Lu (1998) used directly the principal of erasing non-text regions from mixed text and graphic engineering drawings rather than extract text regions. This algorithm can be used for both Chinese and western characters, dimensions and symbols and has few limitations on the kind of engineering drawings and noise level. It is robust to text-graphics touching, text font and written orientations. [Wu and Manmatha, 1999] proposed a robust system to automatically detect and extract text in images from different sources including video, newspapers, advertisements, stock certificates, photographs and checks. Text is first detected using multi-scale texture segmentation and spatial cohesion constraints, then cleaned up and extracted using a histogram–based binarization algorithm. An automatic performance evaluation scheme is also proposed. The system detected 92% of characters with a height greater than 10 pixels.

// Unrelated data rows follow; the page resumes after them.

/// Configuration management for notekeeper
use crate::error::{ApiError, ApiResult};
use serde::{Deserialize, Serialize};
use std::env;
use std::path::PathBuf;

/// Main server configuration
#[derive(Debug, Clone, Serialize, Deserialize)]
pub struct ServerConfig {
    pub service: ServiceConfig,
    pub storage: StorageConfig,
    pub authentication: AuthConfig,
    pub ai: AiConfig,
    pub cors: CorsConfig,
    pub logging: LoggingConfig,
}

/// Service-level configuration
#[derive(Debug, Clone, Serialize, Deserialize)]
pub struct ServiceConfig {
    pub hostname: String,
    pub port: u16,
    pub version: String,
    /// Base URL used when building absolute links (defaults to http://hostname:port)
    pub public_url: String,
}

/// Storage configuration
#[derive(Debug, Clone, Serialize, Deserialize)]
pub struct StorageConfig {
    pub data_directory: PathBuf,
    pub database: PathBuf,
    /// Directory holding uploaded images
    pub media_directory: PathBuf,
    /// URL prefix under which `media_directory` is served
    pub media_url_prefix: String,
    pub max_upload_bytes: usize,
}

/// Authentication configuration
#[derive(Debug, Clone, Serialize, Deserialize)]
pub struct AuthConfig {
    pub jwt_secret: String,
    /// Access token lifetime in seconds
    pub token_ttl_secs: i64,
}

/// Generative AI configuration
#[derive(Debug, Clone, Serialize, Deserialize)]
pub struct AiConfig {
    /// API key; the AI endpoints answer with an upstream error when absent
    pub api_key: Option<String>,
    pub base_url: String,
    pub model: String,
    pub timeout_secs: u64,
}

/// CORS configuration
#[derive(Debug, Clone, Serialize, Deserialize)]
pub struct CorsConfig {
    /// Allowed origin, `*` for any
    pub origin: String,
}

/// Logging configuration
#[derive(Debug, Clone, Serialize, Deserialize)]
pub struct LoggingConfig {
    pub level: String,
}

impl ServerConfig {
    /// Load configuration from environment variables
    pub fn from_env() -> ApiResult<Self> {
        dotenv::dotenv().ok();

        let hostname = env::var("NOTES_HOSTNAME").unwrap_or_else(|_| "localhost".to_string());
        let port: u16 = env::var("NOTES_PORT")
            .or_else(|_| env::var("PORT"))
            .unwrap_or_else(|_| "3000".to_string())
            .parse()
            .map_err(|_| ApiError::Validation("Invalid port number".to_string()))?;
        let version = env::var("NOTES_VERSION").unwrap_or_else(|_| env!("CARGO_PKG_VERSION").to_string());
        let public_url = env::var("NOTES_PUBLIC_URL")
            .unwrap_or_else(|_| format!("http://{}:{}", hostname, port));

        let data_directory: PathBuf = env::var("NOTES_DATA_DIRECTORY")
            .unwrap_or_else(|_| "./data".to_string())
            .into();
        let database = env::var("NOTES_DATABASE_LOCATION")
            .map(PathBuf::from)
            .unwrap_or_else(|_| data_directory.join("notes.sqlite"));
        let media_directory = env::var("NOTES_MEDIA_DIRECTORY")
            .map(PathBuf::from)
            .unwrap_or_else(|_| PathBuf::from("./uploads/images"));
        let media_url_prefix = env::var("NOTES_MEDIA_URL_PREFIX")
            .unwrap_or_else(|_| "/uploads/images".to_string())
            .trim_end_matches('/')
            .to_string();
        let max_upload_bytes = env::var("NOTES_MAX_UPLOAD_BYTES")
            .unwrap_or_else(|_| "5242880".to_string())
            .parse()
            .unwrap_or(5 * 1024 * 1024);

        let jwt_secret = env::var("JWT_SECRET")
            .map_err(|_| ApiError::Validation("JWT secret required".to_string()))?;
        let token_ttl_secs = env::var("JWT_EXPIRE_SECS")
            .unwrap_or_else(|_| "604800".to_string())
            .parse()
            .unwrap_or(7 * 24 * 3600);

        let api_key = env::var("GEMINI_API_KEY").ok().filter(|k| !k.trim().is_empty());
        let ai_base_url = env::var("GEMINI_BASE_URL")
            .unwrap_or_else(|_| "https://generativelanguage.googleapis.com/v1beta".to_string());
        let ai_model = env::var("GEMINI_MODEL").unwrap_or_else(|_| "gemini-2.5-flash".to_string());
        let ai_timeout_secs = env::var("GEMINI_TIMEOUT_SECS")
            .unwrap_or_else(|_| "60".to_string())
            .parse()
            .unwrap_or(60);

        let cors_origin = env::var("CORS_ORIGIN").unwrap_or_else(|_| "*".to_string());
        let log_level = env::var("RUST_LOG")
            .unwrap_or_else(|_| "notekeeper=debug,tower_http=debug".to_string());

        Ok(ServerConfig {
            service: ServiceConfig {
                hostname,
                port,
                version,
                public_url,
            },
            storage: StorageConfig {
                data_directory,
                database,
                media_directory,
                media_url_prefix,
                max_upload_bytes,
            },
            authentication: AuthConfig {
                jwt_secret,
                token_ttl_secs,
            },
            ai: AiConfig {
                api_key,
                base_url: ai_base_url,
                model: ai_model,
                timeout_secs: ai_timeout_secs,
            },
            cors: CorsConfig {
                origin: cors_origin,
            },
            logging: LoggingConfig { level: log_level },
        })
    }

    /// Validate configuration
    pub fn validate(&self) -> ApiResult<()> {
        if self.service.hostname.is_empty() {
            return Err(ApiError::Validation("Hostname cannot be empty".to_string()));
        }

        if self.authentication.jwt_secret.len() < 32 {
            return Err(ApiError::Validation(
                "JWT secret must be at least 32 characters".to_string(),
            ));
        }

        if self.authentication.token_ttl_secs <= 0 {
            return Err(ApiError::Validation(
                "Token lifetime must be positive".to_string(),
            ));
        }

        if self.storage.max_upload_bytes == 0 {
            return Err(ApiError::Validation(
                "Upload limit must be greater than zero".to_string(),
            ));
        }

        Ok(())
    }

    /// Configuration for tests: temp directories, no AI key
    #[cfg(test)]
    pub fn for_tests(root: &std::path::Path) -> Self {
        ServerConfig {
            service: ServiceConfig {
                hostname: "localhost".to_string(),
                port: 3000,
                version: "test".to_string(),
                public_url: "http://localhost:3000".to_string(),
            },
            storage: StorageConfig {
                data_directory: root.to_path_buf(),
                database: root.join("notes.sqlite"),
                media_directory: root.join("images"),
                media_url_prefix: "/uploads/images".to_string(),
                max_upload_bytes: 5 * 1024 * 1024,
            },
            authentication: AuthConfig {
                jwt_secret: "test-secret-that-is-at-least-32-characters".to_string(),
                token_ttl_secs: 3600,
            },
            ai: AiConfig {
                api_key: None,
                base_url: "http://127.0.0.1:9".to_string(),
                model: "test-model".to_string(),
                timeout_secs: 1,
            },
            cors: CorsConfig {
                origin: "*".to_string(),
            },
            logging: LoggingConfig {
                level: "debug".to_string(),
            },
        }
    }
}

#[cfg(test)]
mod tests {
    use super::*;

    #[test]
    fn test_short_secret_rejected() {
        let dir = tempfile::tempdir().unwrap();
        let mut config = ServerConfig::for_tests(dir.path());
        config.authentication.jwt_secret = "short".to_string();
        assert!(config.validate().is_err());
    }

    #[test]
    fn test_test_config_is_valid() {
        let dir = tempfile::tempdir().unwrap();
        assert!(ServerConfig::for_tests(dir.path()).validate().is_ok());
    }
}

A very interesting work on fast and robust text identification in image and video frame by Chen, et al (2000). The authors developed two-step method for text line extraction and SVM-based text identification. In the first step, candidate text regions are quickly extracted by using edge analysis and further segmented into text lines on the basis of baseline location and heuristic constraints at the aim of producing high text location rate and reasonable false alarms. In the second step the candidate text lines are identified by using a support vector machine (SVM) trained in a distance map feature space to lower the alarm rate. In this project SVM was trained on a database consisting of 6000 samples labelled as text or non-text using the software package developed at IDIAP and called SVMTorch. The algorithm is reported to achieve high identification rate, as well as low false rate. It also reported by authors that, in fast text line extraction phrase, this algorithm is faster than other fast text identification methods. The fast extraction algorithm correctly extract about 99.3% text lines but at the cost of high FFR (false region alarm rate) 15.4% and FPR (false pixel alarm rate) 2.13%. After applying the SVM identification FFR drops to 1.7% and FPR to 0.38% while preserving a high IR as 98.7%.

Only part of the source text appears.